> _Task requirements_
Your task is to set down the line containing "next sweep retries." and every later line of the entries, word for word, including the last.

START Exercise material

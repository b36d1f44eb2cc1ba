//! Test server lifecycle management.
//!
//! Each test gets an isolated server with its own dashboard and alert
//! databases, plus a recording transport capturing delivered alerts.

use anyhow::Result;
use async_trait::async_trait;
use backmon_cron_server::config::effective_task_settings;
use backmon_cron_server::notify::{AlertTransport, OverdueAlert};
use backmon_cron_server::scheduler::{TaskExecutor, TaskRegistry, TaskSet};
use backmon_cron_server::server::{make_app, ServerState};
use backmon_cron_server::tasks::{
    descriptors_from_settings, OverdueCheckTask, RetentionCleanupTask,
};
use backmon_cron_server::{
    BackupHistory, ConfigSource, OverdueMonitor, SqliteAlertStore, SqliteDashboardStore,
};
use chrono::{DateTime, Utc};
use rusqlite::{params, Connection};
use std::path::PathBuf;
use std::sync::{Arc, Mutex};
use std::time::Duration;
use tempfile::TempDir;
use tokio::net::TcpListener;

const SERVER_READY_TIMEOUT_MS: u64 = 5000;
const SERVER_READY_POLL_INTERVAL_MS: u64 = 20;

/// Transport that records every alert instead of delivering it.
pub struct RecordingTransport {
    pub sent: Mutex<Vec<OverdueAlert>>,
}

#[async_trait]
impl AlertTransport for RecordingTransport {
    async fn send_overdue_alert(&self, alert: &OverdueAlert) -> Result<()> {
        self.sent.lock().unwrap().push(alert.clone());
        Ok(())
    }
}

/// Test server instance with isolated databases.
///
/// When dropped, the server gracefully shuts down and temp resources are
/// cleaned up.
pub struct TestServer {
    /// Base URL for making requests (e.g., "http://127.0.0.1:12345")
    pub base_url: String,

    /// Path to the dashboard database for direct seeding in tests.
    pub dashboard_db_path: PathBuf,

    /// Alerts captured by the recording transport.
    pub transport: Arc<RecordingTransport>,

    // Private fields - keep resources alive until drop
    _temp_dir: TempDir,
    _shutdown_tx: Option<tokio::sync::oneshot::Sender<()>>,
}

impl TestServer {
    /// Spawns a test server on a random port with empty dashboard tables.
    pub async fn spawn() -> Self {
        backmon_cron_server::server::metrics::init_metrics();

        let temp_dir = TempDir::new().expect("Failed to create temp dir");
        let dashboard_db_path = temp_dir.path().join("dashboard.db");
        let alerts_db_path = temp_dir.path().join("overdue-alerts.db");

        create_dashboard_schema(&dashboard_db_path);
        seed_quiet_task_schedules(&dashboard_db_path);

        let dashboard = Arc::new(
            SqliteDashboardStore::new(&dashboard_db_path).expect("Failed to open dashboard store"),
        );
        let config_source: Arc<dyn ConfigSource> = dashboard.clone();
        let history: Arc<dyn BackupHistory> = dashboard.clone();

        let alert_store =
            Arc::new(SqliteAlertStore::new(&alerts_db_path).expect("Failed to open alert store"));

        let transport = Arc::new(RecordingTransport {
            sent: Mutex::new(Vec::new()),
        });

        let monitor = Arc::new(OverdueMonitor::new(
            config_source.clone(),
            history.clone(),
            alert_store.clone(),
            transport.clone(),
        ));

        let handlers = TaskSet::new(
            Arc::new(OverdueCheckTask::new(monitor)),
            Arc::new(RetentionCleanupTask::new(
                config_source.clone(),
                history.clone(),
            )),
        );
        let registry = Arc::new(TaskRegistry::new(handlers, TaskExecutor::new()));

        let settings =
            effective_task_settings(config_source.as_ref()).expect("Failed to load task settings");
        registry
            .reload_all(descriptors_from_settings(&settings))
            .await
            .expect("Failed to register tasks");

        let initial_job_configs = config_source
            .backup_job_configs()
            .expect("Failed to read job configs");
        let state = ServerState::new(registry, config_source, alert_store, initial_job_configs);

        // Bind to random port
        let listener = TcpListener::bind("127.0.0.1:0")
            .await
            .expect("Failed to bind to random port");
        let port = listener
            .local_addr()
            .expect("Failed to get local address")
            .port();
        let base_url = format!("http://127.0.0.1:{}", port);

        let (shutdown_tx, shutdown_rx) = tokio::sync::oneshot::channel::<()>();
        let app = make_app(state);
        tokio::spawn(async move {
            axum::serve(listener, app)
                .with_graceful_shutdown(async {
                    shutdown_rx.await.ok();
                })
                .await
                .expect("Server failed");
        });

        let server = Self {
            base_url,
            dashboard_db_path,
            transport,
            _temp_dir: temp_dir,
            _shutdown_tx: Some(shutdown_tx),
        };

        server.wait_for_ready().await;
        server
    }

    /// Store a configuration document in the dashboard database.
    pub fn set_configuration(&self, key: &str, value: &str) {
        let conn = Connection::open(&self.dashboard_db_path).unwrap();
        conn.execute(
            "INSERT INTO configurations (key, value) VALUES (?1, ?2)
             ON CONFLICT(key) DO UPDATE SET value = excluded.value",
            params![key, value],
        )
        .unwrap();
    }

    /// Insert one backup run into the history log.
    pub fn insert_backup_run(
        &self,
        server_id: &str,
        backup_name: &str,
        status: &str,
        finished_at: DateTime<Utc>,
    ) {
        let conn = Connection::open(&self.dashboard_db_path).unwrap();
        conn.execute(
            "INSERT INTO backup_runs (server_id, backup_name, status, finished_at)
             VALUES (?1, ?2, ?3, ?4)",
            params![server_id, backup_name, status, finished_at.to_rfc3339()],
        )
        .unwrap();
    }

    pub fn sent_alert_count(&self) -> usize {
        self.transport.sent.lock().unwrap().len()
    }

    async fn wait_for_ready(&self) {
        let client = reqwest::Client::builder()
            .timeout(Duration::from_millis(200))
            .build()
            .expect("Failed to build reqwest client");

        let start = std::time::Instant::now();
        let timeout = Duration::from_millis(SERVER_READY_TIMEOUT_MS);

        loop {
            if start.elapsed() > timeout {
                panic!(
                    "Server did not become ready within {}ms",
                    SERVER_READY_TIMEOUT_MS
                );
            }

            match client.get(format!("{}/health", self.base_url)).send().await {
                Ok(response) if response.status().is_success() => return,
                _ => {
                    tokio::time::sleep(Duration::from_millis(SERVER_READY_POLL_INTERVAL_MS)).await;
                }
            }
        }
    }
}

impl Drop for TestServer {
    fn drop(&mut self) {
        if let Some(tx) = self._shutdown_tx.take() {
            let _ = tx.send(());
        }
    }
}

/// Schedule both tasks for Feb 29 so scheduled ticks can never race the
/// manual triggers these tests drive.
fn seed_quiet_task_schedules(path: &PathBuf) {
    let conn = Connection::open(path).unwrap();
    conn.execute(
        "INSERT INTO configurations (key, value) VALUES ('cron_service', ?1)",
        params![r#"{"tasks": {
            "overdue-check": {"cronExpression": "0 0 29 2 *", "enabled": true},
            "retention-cleanup": {"cronExpression": "0 0 29 2 *", "enabled": true}
        }}"#],
    )
    .unwrap();
}

fn create_dashboard_schema(path: &PathBuf) {
    let conn = Connection::open(path).expect("Failed to create dashboard db");
    conn.execute(
        "CREATE TABLE configurations (key TEXT PRIMARY KEY, value TEXT NOT NULL)",
        [],
    )
    .unwrap();
    conn.execute(
        "CREATE TABLE backup_runs (
            id INTEGER PRIMARY KEY AUTOINCREMENT,
            server_id TEXT NOT NULL,
            backup_name TEXT NOT NULL,
            status TEXT NOT NULL,
            finished_at TEXT NOT NULL
        )",
        [],
    )
    .unwrap();
}
#[cfg(test)]
mod tests {
    use super::*;
    use crate::alert_store::SqliteAlertStore;
    use crate::dashboard_store::TaskSettings;
    use crate::monitoring::{BackupJobConfig, WeekdaySet};
    use async_trait::async_trait;
    use chrono::Duration;
    use std::collections::HashMap;
    use std::sync::atomic::{AtomicBool, Ordering};
    use std::sync::Mutex;
    use tempfile::TempDir;

    struct StaticConfigSource {
        configs: Mutex<HashMap<JobKey, BackupJobConfig>>,
    }

    impl StaticConfigSource {
        fn new(configs: HashMap<JobKey, BackupJobConfig>) -> Self {
            Self {
                configs: Mutex::new(configs),
            }
        }
    }

    impl ConfigSource for StaticConfigSource {
        fn backup_job_configs(&self) -> anyhow::Result<HashMap<JobKey, BackupJobConfig>> {
            Ok(self.configs.lock().unwrap().clone())
        }

        fn scheduler_tasks(&self) -> anyhow::Result<Vec<TaskSettings>> {
            Ok(Vec::new())
        }

        fn retention_days(&self) -> anyhow::Result<u32> {
            Ok(0)
        }
    }

    struct StaticHistory {
        runs: Mutex<HashMap<JobKey, DateTime<Utc>>>,
    }

    impl StaticHistory {
        fn new(runs: HashMap<JobKey, DateTime<Utc>>) -> Self {
            Self {
                runs: Mutex::new(runs),
            }
        }

        fn set_last_run(&self, job: &JobKey, timestamp: DateTime<Utc>) {
            self.runs.lock().unwrap().insert(job.clone(), timestamp);
        }
    }

    impl BackupHistory for StaticHistory {
        fn last_run_at(&self, job: &JobKey) -> anyhow::Result<Option<DateTime<Utc>>> {
            Ok(self.runs.lock().unwrap().get(job).copied())
        }

        fn prune_runs_before(&self, _cutoff: DateTime<Utc>) -> anyhow::Result<usize> {
            Ok(0)
        }
    }

    struct RecordingTransport {
        sent: Mutex<Vec<OverdueAlert>>,
        fail_next: AtomicBool,
    }

    impl RecordingTransport {
        fn new() -> Self {
            Self {
                sent: Mutex::new(Vec::new()),
                fail_next: AtomicBool::new(false),
            }
        }

        fn sent_count(&self) -> usize {
            self.sent.lock().unwrap().len()
        }
    }

    #[async_trait]
    impl AlertTransport for RecordingTransport {
        async fn send_overdue_alert(&self, alert: &OverdueAlert) -> anyhow::Result<()> {
            if self.fail_next.swap(false, Ordering::SeqCst) {
                anyhow::bail!("transport unavailable");
            }
            self.sent.lock().unwrap().push(alert.clone());
            Ok(())
        }
    }

    struct Harness {
        monitor: OverdueMonitor,
        config_source: Arc<StaticConfigSource>,
        history: Arc<StaticHistory>,
        alert_store: Arc<SqliteAlertStore>,
        transport: Arc<RecordingTransport>,
        _temp_dir: TempDir,
    }

    fn job() -> JobKey {
        JobKey::new("srv-1", "docs")
    }

    fn config(interval_hours: u32, weekdays: WeekdaySet, enabled: bool) -> BackupJobConfig {
        BackupJobConfig {
            expected_interval_hours: interval_hours,
            allowed_weekdays: weekdays,
            monitoring_enabled: enabled,
        }
    }

    fn harness(
        configs: HashMap<JobKey, BackupJobConfig>,
        runs: HashMap<JobKey, DateTime<Utc>>,
    ) -> Harness {
        let temp_dir = TempDir::new().unwrap();
        let config_source = Arc::new(StaticConfigSource::new(configs));
        let history = Arc::new(StaticHistory::new(runs));
        let alert_store =
            Arc::new(SqliteAlertStore::new(temp_dir.path().join("alerts.db")).unwrap());
        let transport = Arc::new(RecordingTransport::new());

        let monitor = OverdueMonitor::new(
            config_source.clone(),
            history.clone(),
            alert_store.clone(),
            transport.clone(),
        );

        Harness {
            monitor,
            config_source,
            history,
            alert_store,
            transport,
            _temp_dir: temp_dir,
        }
    }

    #[tokio::test]
    async fn test_overdue_job_notified_once() {
        let now = Utc::now();
        let h = harness(
            [(job(), config(24, WeekdaySet::ALL, true))].into(),
            [(job(), now - Duration::hours(30))].into(),
        );

        let stats = h.monitor.run_sweep(now).await.unwrap();
        assert_eq!(stats.checked_jobs, 1);
        assert_eq!(stats.overdue_jobs_found, 1);
        assert_eq!(stats.notifications_sent, 1);
        assert!(h.alert_store.has_alert(&job()).unwrap());

        // Second sweep with no change: still overdue, no new notification.
        let stats = h.monitor.run_sweep(now).await.unwrap();
        assert_eq!(stats.overdue_jobs_found, 1);
        assert_eq!(stats.notifications_sent, 0);
        assert_eq!(h.transport.sent_count(), 1);
    }

    #[tokio::test]
    async fn test_job_within_interval_is_not_overdue() {
        let now = Utc::now();
        let h = harness(
            [(job(), config(24, WeekdaySet::ALL, true))].into(),
            [(job(), now - Duration::hours(10))].into(),
        );

        let stats = h.monitor.run_sweep(now).await.unwrap();
        assert_eq!(stats.checked_jobs, 1);
        assert_eq!(stats.overdue_jobs_found, 0);
        assert_eq!(stats.notifications_sent, 0);
        assert!(!h.alert_store.has_alert(&job()).unwrap());
    }

    #[tokio::test]
    async fn test_fresh_run_resolves_occurrence() {
        let now = Utc::now();
        let h = harness(
            [(job(), config(24, WeekdaySet::ALL, true))].into(),
            [(job(), now - Duration::hours(30))].into(),
        );

        h.monitor.run_sweep(now).await.unwrap();
        assert!(h.alert_store.has_alert(&job()).unwrap());

        // A run ten minutes ago resolves the occurrence.
        h.history.set_last_run(&job(), now - Duration::minutes(10));
        let stats = h.monitor.run_sweep(now).await.unwrap();
        assert_eq!(stats.overdue_jobs_found, 0);
        assert!(!h.alert_store.has_alert(&job()).unwrap());
    }

    #[tokio::test]
    async fn test_newer_run_still_overdue_is_a_new_occurrence() {
        let now = Utc::now();
        let h = harness(
            [(job(), config(24, WeekdaySet::ALL, true))].into(),
            [(job(), now - Duration::hours(72))].into(),
        );

        h.monitor.run_sweep(now).await.unwrap();
        assert_eq!(h.transport.sent_count(), 1);
        let first = h.alert_store.get_alert(&job()).unwrap().unwrap();

        // A newer run arrives, but it is itself older than the interval, so
        // the job is overdue again under a fresh due time.
        h.history.set_last_run(&job(), now - Duration::hours(40));
        let stats = h.monitor.run_sweep(now).await.unwrap();
        assert_eq!(stats.notifications_sent, 1);
        assert_eq!(h.transport.sent_count(), 2);

        let second = h.alert_store.get_alert(&job()).unwrap().unwrap();
        assert_ne!(first.expected_due_at, second.expected_due_at);
    }

    #[tokio::test]
    async fn test_disabled_monitoring_is_skipped() {
        let now = Utc::now();
        let h = harness(
            [(job(), config(24, WeekdaySet::ALL, false))].into(),
            [(job(), now - Duration::hours(100))].into(),
        );

        let stats = h.monitor.run_sweep(now).await.unwrap();
        assert_eq!(stats.checked_jobs, 0);
        assert_eq!(h.transport.sent_count(), 0);
    }

    #[tokio::test]
    async fn test_job_without_history_is_skipped() {
        let now = Utc::now();
        let h = harness(
            [(job(), config(24, WeekdaySet::ALL, true))].into(),
            HashMap::new(),
        );

        let stats = h.monitor.run_sweep(now).await.unwrap();
        assert_eq!(stats.checked_jobs, 0);
        assert_eq!(stats.overdue_jobs_found, 0);
    }

    #[tokio::test]
    async fn test_empty_weekday_set_never_overdue() {
        let now = Utc::now();
        let h = harness(
            [(job(), config(24, WeekdaySet::EMPTY, true))].into(),
            [(job(), now - Duration::days(365))].into(),
        );

        let stats = h.monitor.run_sweep(now).await.unwrap();
        assert_eq!(stats.checked_jobs, 1);
        assert_eq!(stats.overdue_jobs_found, 0);
        assert_eq!(h.transport.sent_count(), 0);
    }

    #[tokio::test]
    async fn test_empty_weekday_set_clears_stale_record() {
        let now = Utc::now();
        let h = harness(
            [(job(), config(24, WeekdaySet::EMPTY, true))].into(),
            [(job(), now - Duration::days(365))].into(),
        );

        // A record left over from before the weekday restriction was applied.
        h.alert_store
            .record_alert(&AlertRecord {
                job: job(),
                expected_due_at: now - Duration::days(300),
                notified_at: now - Duration::days(300),
            })
            .unwrap();

        h.monitor.run_sweep(now).await.unwrap();
        assert!(!h.alert_store.has_alert(&job()).unwrap());
    }

    #[tokio::test]
    async fn test_delivery_failure_retries_next_sweep() {
        let now = Utc::now();
        let h = harness(
            [(job(), config(24, WeekdaySet::ALL, true))].into(),
            [(job(), now - Duration::hours(30))].into(),
        );

        h.transport.fail_next.store(true, Ordering::SeqCst);
        let stats = h.monitor.run_sweep(now).await.unwrap();
        assert_eq!(stats.overdue_jobs_found, 1);
        assert_eq!(stats.notifications_sent, 0);
        // Occurrence not marked alerted, so the next sweep retries.
        assert!(!h.alert_store.has_alert(&job()).unwrap());

        let stats = h.monitor.run_sweep(now).await.unwrap();
        assert_eq!(stats.notifications_sent, 1);
        assert_eq!(h.transport.sent_count(), 1);
    }

    #[tokio::test]
    async fn test_one_bad_job_does_not_abort_sweep() {
        let now = Utc::now();
        let other = JobKey::new("srv-2", "media");
        let h = harness(
            [
                (job(), config(0, WeekdaySet::ALL, true)), // invalid interval
                (other.clone(), config(24, WeekdaySet::ALL, true)),
            ]
            .into(),
            [(other.clone(), now - Duration::hours(30))].into(),
        );

        let stats = h.monitor.run_sweep(now).await.unwrap();
        assert_eq!(stats.checked_jobs, 1);
        assert_eq!(stats.notifications_sent, 1);
        assert!(h.alert_store.has_alert(&other).unwrap());
    }

    #[tokio::test]
    async fn test_config_change_invalidation_realerts_under_new_terms() {
        let now = Utc::now();
        let h = harness(
            [(job(), config(24, WeekdaySet::ALL, true))].into(),
            [(job(), now - Duration::hours(30))].into(),
        );

        h.monitor.run_sweep(now).await.unwrap();
        assert_eq!(h.transport.sent_count(), 1);

        // The operator tightens the interval from 24h to 12h. The write path
        // invalidates the record, so the next sweep re-alerts on new terms.
        let old = h.config_source.backup_job_configs().unwrap();
        let new: HashMap<_, _> = [(job(), config(12, WeekdaySet::ALL, true))].into();
        h.alert_store
            .invalidate_on_config_change(&old, &new)
            .unwrap();
        *h.config_source.configs.lock().unwrap() = new;

        let stats = h.monitor.run_sweep(now).await.unwrap();
        assert_eq!(stats.notifications_sent, 1);
        assert_eq!(h.transport.sent_count(), 2);
    }
}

END Exercise material

> _Solved exercise_
        // Occurrence not marked alerted, so the next sweep retries.
        assert!(!h.alert_store.has_alert(&job()).unwrap());

        let stats = h.monitor.run_sweep(now).await.unwrap();
        assert_eq!(stats.notifications_sent, 1);
        assert_eq!(h.transport.sent_count(), 1);
    }

    #[tokio::test]
    async fn test_one_bad_job_does_not_abort_sweep() {
        let now = Utc::now();
        let other = JobKey::new("srv-2", "media");
        let h = harness(
            [
                (job(), config(0, WeekdaySet::ALL, true)), // invalid interval
                (other.clone(), config(24, WeekdaySet::ALL, true)),
            ]
            .into(),
            [(other.clone(), now - Duration::hours(30))].into(),
        );

        let stats = h.monitor.run_sweep(now).await.unwrap();
        assert_eq!(stats.checked_jobs, 1);
        assert_eq!(stats.notifications_sent, 1);
        assert!(h.alert_store.has_alert(&other).unwrap());
    }

    #[tokio::test]
    async fn test_config_change_invalidation_realerts_under_new_terms() {
        let now = Utc::now();
        let h = harness(
            [(job(), config(24, WeekdaySet::ALL, true))].into(),
            [(job(), now - Duration::hours(30))].into(),
        );

        h.monitor.run_sweep(now).await.unwrap();
        assert_eq!(h.transport.sent_count(), 1);

        // The operator tightens the interval from 24h to 12h. The write path
        // invalidates the record, so the next sweep re-alerts on new terms.
        let old = h.config_source.backup_job_configs().unwrap();
        let new: HashMap<_, _> = [(job(), config(12, WeekdaySet::ALL, true))].into();
        h.alert_store
            .invalidate_on_config_change(&old, &new)
            .unwrap();
        *h.config_source.configs.lock().unwrap() = new;

        let stats = h.monitor.run_sweep(now).await.unwrap();
        assert_eq!(stats.notifications_sent, 1);
        assert_eq!(h.transport.sent_count(), 2);
    }
}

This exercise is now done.